START Records for this task

#[cfg(test)]
mod tests {
    use super::*;
    use std::sync::atomic::{AtomicUsize, Ordering};

    struct FixedStore(Option<Coordinates>);

    impl SavedLocationStore for FixedStore {
        fn saved_location(&self) -> Option<Coordinates> {
            self.0
        }
    }

    struct CountingProvider {
        calls: AtomicUsize,
        result: Result<Coordinates, LocationError>,
    }

    #[async_trait]
    impl GeolocationProvider for CountingProvider {
        async fn current_position(&self) -> Result<Coordinates, LocationError> {
            self.calls.fetch_add(1, Ordering::SeqCst);
            self.result.clone()
        }
    }

    fn resolver(
        saved: Option<Coordinates>,
        live: Result<Coordinates, LocationError>,
    ) -> (LocationResolver, Arc<CountingProvider>) {
        let provider = Arc::new(CountingProvider {
            calls: AtomicUsize::new(0),
            result: live,
        });
        let resolver = LocationResolver::new(Arc::new(FixedStore(saved)), provider.clone());
        (resolver, provider)
    }

    #[tokio::test]
    async fn saved_location_wins_without_calling_provider() {
        let home = Coordinates::new(6.45, 3.39);
        let (resolver, provider) = resolver(Some(home), Ok(Coordinates::new(0.0, 0.0)));

        assert!(matches!(resolver.begin(), Resolution::Ready(_)));
        assert_eq!(resolver.resolve().await, LocationSource::PersistedDefault(home));
        assert_eq!(provider.calls.load(Ordering::SeqCst), 0);
    }

    #[tokio::test]
    async fn falls_back_to_live_provider_once() {
        let here = Coordinates::new(4.95, 8.32);
        let (resolver, provider) = resolver(None, Ok(here));

        assert_eq!(resolver.resolve().await, LocationSource::LiveDevice(here));
        assert_eq!(provider.calls.load(Ordering::SeqCst), 1);
    }

    #[tokio::test]
    async fn provider_failure_is_unavailable_with_message() {
        let denied = LocationError::PermissionDenied("User denied Geolocation".into());
        let (resolver, _) = resolver(None, Err(denied.clone()));

        let source = resolver.resolve().await;
        assert_eq!(source, LocationSource::Unavailable(denied));
        assert_eq!(source.coordinates(), None);
    }

    #[tokio::test]
    async fn pending_lookup_does_not_run_until_polled() {
        let (resolver, provider) = resolver(None, Ok(Coordinates::new(1.0, 1.0)));
        let Resolution::Pending(lookup) = resolver.begin() else {
            panic!("expected a pending lookup");
        };
        drop(lookup);
        assert_eq!(provider.calls.load(Ordering::SeqCst), 0);
    }

    #[tokio::test]
    async fn config_selects_denied_and_unsupported_providers() {
        let mut config = LocationConfig::default();
        config.allow_live = false;
        let err = provider_from_config(&config).current_position().await.unwrap_err();
        assert!(matches!(err, LocationError::PermissionDenied(_)));

        config.allow_live = true;
        config.provider = "none".to_string();
        let err = provider_from_config(&config).current_position().await.unwrap_err();
        assert_eq!(err, LocationError::Unsupported);
    }

    #[test]
    fn service_names_parse() {
        assert_eq!(GeoService::from_name("IpApi"), Some(GeoService::IpApi));
        assert_eq!(GeoService::from_name("ipapi.co"), Some(GeoService::IpApiCo));
        assert_eq!(GeoService::from_name("carrier-pigeon"), None);
    }

    #[test]
    fn lookup_urls_follow_service() {
        assert_eq!(GeoService::IpApi.lookup_url(""), "http://ip-api.com/json/");
        assert_eq!(GeoService::IpWhois.lookup_url("8.8.8.8"), "https://ipwho.is/8.8.8.8");
        assert_eq!(GeoService::IpApiCo.lookup_url(""), "https://ipapi.co/json/");
        assert_eq!(GeoService::IpApiCo.lookup_url("1.1.1.1"), "https://ipapi.co/1.1.1.1/json/");
    }

    enum CannedLookup {
        Hangs,
        Fails(&'static str),
        Answers(Value),
    }

    #[async_trait]
    impl IpLookup for CannedLookup {
        async fn fetch(&self) -> Result<Value, String> {
            match self {
                CannedLookup::Hangs => futures::future::pending().await,
                CannedLookup::Fails(msg) => Err(msg.to_string()),
                CannedLookup::Answers(body) => Ok(body.clone()),
            }
        }
    }

    async fn ip_position(lookup: CannedLookup) -> Result<Coordinates, LocationError> {
        IpGeolocationProvider::new(Box::new(lookup), Duration::from_millis(50))
            .current_position()
            .await
    }

    #[tokio::test]
    async fn silent_service_times_out() {
        let err = ip_position(CannedLookup::Hangs).await.unwrap_err();
        assert!(matches!(err, LocationError::Timeout(_)));
    }

    #[tokio::test]
    async fn transport_error_is_position_unavailable() {
        let err = ip_position(CannedLookup::Fails("connection refused"))
            .await
            .unwrap_err();
        assert_eq!(
            err,
            LocationError::PositionUnavailable("connection refused".to_string())
        );
    }

    #[tokio::test]
    async fn unparsable_coordinates_are_position_unavailable() {
        let body = serde_json::json!({ "status": "success", "lat": "north-ish", "lon": 3.4 });
        let err = ip_position(CannedLookup::Answers(body)).await.unwrap_err();
        assert!(matches!(err, LocationError::PositionUnavailable(_)));

        let body = serde_json::json!({ "latitude": 123.0, "longitude": 3.4 });
        let err = ip_position(CannedLookup::Answers(body)).await.unwrap_err();
        assert!(matches!(err, LocationError::PositionUnavailable(_)));
    }

    #[tokio::test]
    async fn rejected_lookup_keeps_service_message() {
        let body = serde_json::json!({ "status": "fail", "message": "reserved range" });
        let err = ip_position(CannedLookup::Answers(body)).await.unwrap_err();
        assert_eq!(
            err,
            LocationError::PositionUnavailable("reserved range".to_string())
        );
    }

    #[tokio::test]
    async fn service_answers_parse_in_each_shape() {
        let ip_api = serde_json::json!({ "status": "success", "lat": 6.4541, "lon": 3.3947 });
        assert_eq!(
            ip_position(CannedLookup::Answers(ip_api)).await,
            Ok(Coordinates::new(6.4541, 3.3947))
        );

        let ipwhois = serde_json::json!({ "success": true, "latitude": "4.9757", "longitude": "8.3417" });
        assert_eq!(
            ip_position(CannedLookup::Answers(ipwhois)).await,
            Ok(Coordinates::new(4.9757, 8.3417))
        );
    }
}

END Records for this task

Give the number of lines in this material that include the string "Value", with no other text.

- **Result**:
2